Over the past few months on communities such as Reddit and Hacker News I have seen investors express concern about the implications of falling US population growth as it pertains to future stock market returns, in that declining or sluggish US population growth will hurt returns going forward.
I think such fears are unsupported by the evidence.
1. Emerging markets, which tend to have high rates of pop. growth, have significantly lagged the S&P 500 and other developed markets since 2011. Compare the returns of Turkey, Brazil, Mexico, or Egypt to the US, Germany, or Japan. Same for dollar-adjusted GDP growth, with the US coming out way ahead of many developed and emerging market economies, even countries with much higher rates of population growth. These trends have further accelerated since Covid. 2-3% US GDP growth may not seem like much, but it beats Central America, the Middle East, Russia, Japan, much of Europe, etc.
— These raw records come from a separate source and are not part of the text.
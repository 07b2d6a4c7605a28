//! Model inspection tool.
//!
//! Reads a saved model file and reports how many objects of each geometry
//! kind it contains.

use futures::FutureExt;
use rmcp::{
    ErrorData as McpError,
    handler::server::tool::{ToolCallContext, ToolRoute, cached_schema_for_type},
    model::{CallToolResult, Tool},
};
use schemars::JsonSchema;
use serde::{Deserialize, Serialize};
use std::sync::Arc;
use tracing::{error, info};

use crate::core::config::Config;

use super::super::common::{error_result, structured_result};
use super::geometry::GeometryKind;
use super::writer::read_model;

/// Parameters for the model inspection tool.
#[derive(Debug, Clone, Deserialize, JsonSchema)]
pub struct ModelInfoParams {
    /// Path to a saved model file.
    #[schemars(description = "Path to a saved model file")]
    pub path: String,
}

/// Structured output: object counts per geometry kind.
#[derive(Debug, Clone, Serialize, Deserialize, JsonSchema)]
pub struct ModelInfoResult {
    pub path: String,
    pub total_objects: usize,
    pub curves: usize,
    pub points: usize,
    pub surfaces: usize,
    pub meshes: usize,
    pub breps: usize,
}

/// Model inspection tool implementation.
#[derive(Debug, Clone)]
pub struct ModelInfoTool;

impl ModelInfoTool {
    /// Tool name as registered in MCP.
    pub const NAME: &'static str = "read_model_info";

    /// Tool description shown to clients.
    pub const DESCRIPTION: &'static str = "Read a JSON model file written by this server's model writer and \
         report the number of objects it contains, broken down by geometry \
         kind (curves, points, surfaces, meshes, breps). Binary .3dm files \
         (such as the context generator's output) are not supported.";

    pub fn new() -> Self {
        Self
    }

    /// Execute the tool logic (for STDIO transport via rmcp).
    pub fn execute(params: &ModelInfoParams, _config: &Config) -> CallToolResult {
        info!("Reading model info from {}", params.path);

        let model = match read_model(&params.path) {
            Ok(model) => model,
            Err(e) => {
                error!("Failed to read model: {}", e);
                return error_result(&format!("Error: Failed to read model file: {}", e));
            }
        };

        let counts = model.counts();
        let count_of = |kind: GeometryKind| counts.get(&kind).copied().unwrap_or(0);

        let result = ModelInfoResult {
            path: params.path.clone(),
            total_objects: model.len(),
            curves: count_of(GeometryKind::Curve),
            points: count_of(GeometryKind::Point),
            surfaces: count_of(GeometryKind::Surface),
            meshes: count_of(GeometryKind::Mesh),
            breps: count_of(GeometryKind::Brep),
        };

        let summary = format!(
            "Model '{}' contains {} object(s): {} curve(s), {} point(s), \
             {} surface(s), {} mesh(es), {} brep(s)",
            result.path,
            result.total_objects,
            result.curves,
            result.points,
            result.surfaces,
            result.meshes,
            result.breps
        );

        structured_result(summary, result)
    }

    /// HTTP handler for this tool (for HTTP transport).
    #[cfg(feature = "http")]
    pub fn http_handler(
        arguments: serde_json::Value,
        config: Arc<Config>,
    ) -> Result<serde_json::Value, String> {
        let params: ModelInfoParams =
            serde_json::from_value(arguments).map_err(|e| format!("Invalid arguments: {}", e))?;

        let result = Self::execute(&params, &config);

        let mut response = serde_json::json!({
            "content": result.content,
            "isError": result.is_error.unwrap_or(false)
        });

        // Include structured_content if present
        if let Some(structured) = result.structured_content {
            response
                .as_object_mut()
                .unwrap()
                .insert("structuredContent".to_string(), structured);
        }

        Ok(response)
    }

    /// Create a Tool model for this tool (metadata).
    pub fn to_tool() -> Tool {
        Tool {
            name: Self::NAME.into(),
            description: Some(Self::DESCRIPTION.into()),
            input_schema: cached_schema_for_type::<ModelInfoParams>(),
            annotations: None,
            output_schema: None,
            icons: None,
            meta: None,
            title: None,
        }
    }

    /// Create a ToolRoute for STDIO transport.
    pub fn create_route<S>(config: Arc<Config>) -> ToolRoute<S>
    where
        S: Send + Sync + 'static,
    {
        ToolRoute::new_dyn(Self::to_tool(), move |ctx: ToolCallContext<'_, S>| {
            let args = ctx.arguments.clone().unwrap_or_default();
            let config = config.clone();
            async move {
                let params: ModelInfoParams =
                    serde_json::from_value(serde_json::Value::Object(args))
                        .map_err(|e| McpError::invalid_params(e.to_string(), None))?;

                let result = Self::execute(&params, &config);
                Ok(result)
            }
            .boxed()
        })
    }
}

impl Default for ModelInfoTool {
    fn default() -> Self {
        Self::new()
    }
}
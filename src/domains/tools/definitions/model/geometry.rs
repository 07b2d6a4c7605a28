//! Opaque geometry payloads.
//!
//! Geometry travels through this server as encoded openNURBS archives
//! (JSON objects carrying a base64 `data` blob). The archive internals
//! belong to the external geometry library; this module only recognizes
//! such payloads and classifies them by kind for model routing.

use serde::{Deserialize, Serialize};
use serde_json::Value;

/// Concrete geometry kinds the model writer can file.
///
/// Classification tries the kinds in declaration order and accepts the
/// first match, so a payload hinting at several capabilities is filed
/// under the earliest-listed one.
#[derive(Debug, Clone, Copy, PartialEq, Eq, Hash, Serialize, Deserialize)]
#[serde(rename_all = "lowercase")]
pub enum GeometryKind {
    Curve,
    Point,
    Surface,
    Mesh,
    Brep,
    Unknown,
}

impl GeometryKind {
    /// Kinds in classification order, `Unknown` excluded.
    pub const ALL: [GeometryKind; 5] = [
        Self::Curve,
        Self::Point,
        Self::Surface,
        Self::Mesh,
        Self::Brep,
    ];

    /// Classify a payload type hint, e.g. `Rhino.Geometry.NurbsCurve`.
    pub fn classify(hint: &str) -> Self {
        let hint = hint.to_ascii_lowercase();
        if hint.contains("curve") {
            Self::Curve
        } else if hint.contains("point") {
            Self::Point
        } else if hint.contains("surface") {
            Self::Surface
        } else if hint.contains("mesh") {
            Self::Mesh
        } else if hint.contains("brep") {
            Self::Brep
        } else {
            Self::Unknown
        }
    }
}

impl std::fmt::Display for GeometryKind {
    fn fmt(&self, f: &mut std::fmt::Formatter<'_>) -> std::fmt::Result {
        let name = match self {
            Self::Curve => "curve",
            Self::Point => "point",
            Self::Surface => "surface",
            Self::Mesh => "mesh",
            Self::Brep => "brep",
            Self::Unknown => "unknown",
        };
        f.write_str(name)
    }
}

/// One opaque encoded geometry object.
#[derive(Debug, Clone, PartialEq, Serialize, Deserialize)]
pub struct Geometry {
    /// Kind derived from the payload's type hint.
    pub kind: GeometryKind,

    /// The full encoded archive, passed through unparsed.
    pub archive: Value,
}

impl Geometry {
    /// Try to interpret a JSON value as an encoded geometry archive.
    ///
    /// Accepts only objects carrying an encoded `data` string; anything
    /// else is not geometry and yields `None` so the caller can fall
    /// through to other decode rules.
    pub fn decode(value: &Value) -> Option<Self> {
        let object = value.as_object()?;
        object.get("data")?.as_str()?;

        let kind = object
            .get("type")
            .or_else(|| object.get("objectType"))
            .and_then(Value::as_str)
            .map(GeometryKind::classify)
            .unwrap_or(GeometryKind::Unknown);

        Some(Self {
            kind,
            archive: value.clone(),
        })
    }
}

#[cfg(test)]
mod tests {
    use super::*;

    #[test]
    fn test_classify_kinds() {
        assert_eq!(
            GeometryKind::classify("Rhino.Geometry.NurbsCurve"),
            GeometryKind::Curve
        );
        assert_eq!(GeometryKind::classify("Point3d"), GeometryKind::Point);
        assert_eq!(
            GeometryKind::classify("Rhino.Geometry.NurbsSurface"),
            GeometryKind::Surface
        );
        assert_eq!(GeometryKind::classify("Mesh"), GeometryKind::Mesh);
        assert_eq!(GeometryKind::classify("Rhino.Geometry.Brep"), GeometryKind::Brep);
        assert_eq!(GeometryKind::classify("Extrusion"), GeometryKind::Unknown);
    }

    #[test]
    fn test_classify_prefers_earliest_kind() {
        // A hint satisfying several capabilities files under the first match.
        assert_eq!(
            GeometryKind::classify("CurveOnSurface"),
            GeometryKind::Curve
        );
    }

    #[test]
    fn test_decode_requires_archive_data() {
        assert!(Geometry::decode(&serde_json::json!({"data": "AAECAw=="})).is_some());
        assert!(Geometry::decode(&serde_json::json!({"type": "Mesh"})).is_none());
        assert!(Geometry::decode(&serde_json::json!({"data": 42})).is_none());
        assert!(Geometry::decode(&serde_json::json!("AAECAw==")).is_none());
        assert!(Geometry::decode(&serde_json::json!(null)).is_none());
    }

    #[test]
    fn test_decode_reads_type_hint() {
        let payload = serde_json::json!({
            "type": "Rhino.Geometry.Mesh",
            "data": "AAECAw=="
        });
        let geometry = Geometry::decode(&payload).unwrap();
        assert_eq!(geometry.kind, GeometryKind::Mesh);
        assert_eq!(geometry.archive, payload);
    }

    #[test]
    fn test_decode_without_hint_is_unknown() {
        let payload = serde_json::json!({"archive3dm": 70, "data": "AAECAw=="});
        let geometry = Geometry::decode(&payload).unwrap();
        assert_eq!(geometry.kind, GeometryKind::Unknown);
    }
}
2. There is an inverse relationship between population growth and how developed a country is; African countries tend to be underdeveloped and have high rates of population growth.
3. Rather than population growth, what matters more is geopolitical stability, stability of the currency relative to US dollar, innovation, per capita wealth, real GDP gains, etc. Increased productivity means that fewer people are needed to produce the same quantity of economic output. Forex risk and volatility posses a much greater risk for foreign investors and foreign economies than declining population growth. We see this with Brazil, Turkey, and Russia, whose economies have been hammered and deficits have surged due to falling currencies (relative to the US dollar, Pound, and Euro), political instability (not the media-generated hype that we see in the US about Biden vs. Trump [1], but regimes at risk or being overthrown, massive and widespread corruption, rampant crime, and other problems), ‘brain drain’, and or falling natural gas and other commodity prices.
4. Density of wealth is more important than total wealth or total population. This is why Silicon Valley real estate and tech stocks have been such good investments; not because of booming population growth in the Bay Area, but because of an increasing concentration of wealth in the Bay Area and wealth flowing into a limited number of valuable companies and neighborhoods, which leads me to the next point:
5. But what if declining population growth hurts GDP? Corporate profits matter more so than GDP. In fact, investors should not care much about GDP despite all the headlines and hand-wringing about GDP. This may seem like heresy, but it’s borne out by evidence. Consider that the S&P 500 over the past decade has produced 15% annual returns in spite of sluggish GDP and sluggish population growth, yet valuations for stocks are not that high either, suggesting it is not an asset bubble and has much further to go.
How is this possible? Profits for tech and other multinationals are the fattest ever and keep expanding, even in spite of slowing or negative population growth and possibly sluggish GDP. So this means more money for shareholders. When investing, you are not investing in GDP or other metrics, but rather in companies; specifically, in the ability or projected ability of companies to return money to shareholders–and or–to generate shareholder value. Although this is correlated to some degree with GDP, it’s hardly direct. GDP is a rather crude measure…all it tells you is if the overall economy is epxanding or contracting , but tells you little about what is inside it.
If a multinational tech company such as Google, Microsoft, or Facebook can generate 30% profit margins every year even in a sub-1% population growth and sub-3% GDP environment, then that 30% must in some way still go to the shareholders. It’s like taking $100, turning it into $130, and then repeating it over and over. This explains why tobacco stocks were such a good investment in the ’60s and ’70s despite the US economy otherwise being weak, because those tobacco companies were able to return huge consistent, recurring profits to shareholders in the form of dividends, which could be then reinvested.
[1] That’s not to say the US does not have its own problems–the 2020 George Floyd/BLM protests, the events of Jan 6th, and a nation that seems as divided as ever along a fault line of irreconcilable ideological and political differences–but the key difference, which is overlooked by the over-hyped pundits and overpaid experts, is that America’s problems, unlike that of Brazil and elsewhere, are in no way economically destabilizing. In fact, it’s the opposite: media and big tech companies boomed in 2020-2021 as millions of Americans compulsively refreshed their social media accounts and favorite news sites, clicking ads in the process, to get the latest updates on the BLM protests, Covid, and the 2020 U.S. presidential election and the contested results, while exchanging barbs with each other about who stole the election from whom, about the efficacy or lack thereof of masks and vaccines, ‘cancel culture’, etc…
For example, in Brazil, in 2017 when a major corruption scandal came to light, the Brazilian stock market had one of its worst days ever, falling over 10%. By comparison, the S&P 500 was unfazed by the Jan 6th protests. Part of what makes the US so impervious to all this social dysfunction and division within it, is because of its bedrock that is the private sector, a resilient consumer culture, and individual property rights; foreign countries tend to be weaker in regard to all of those.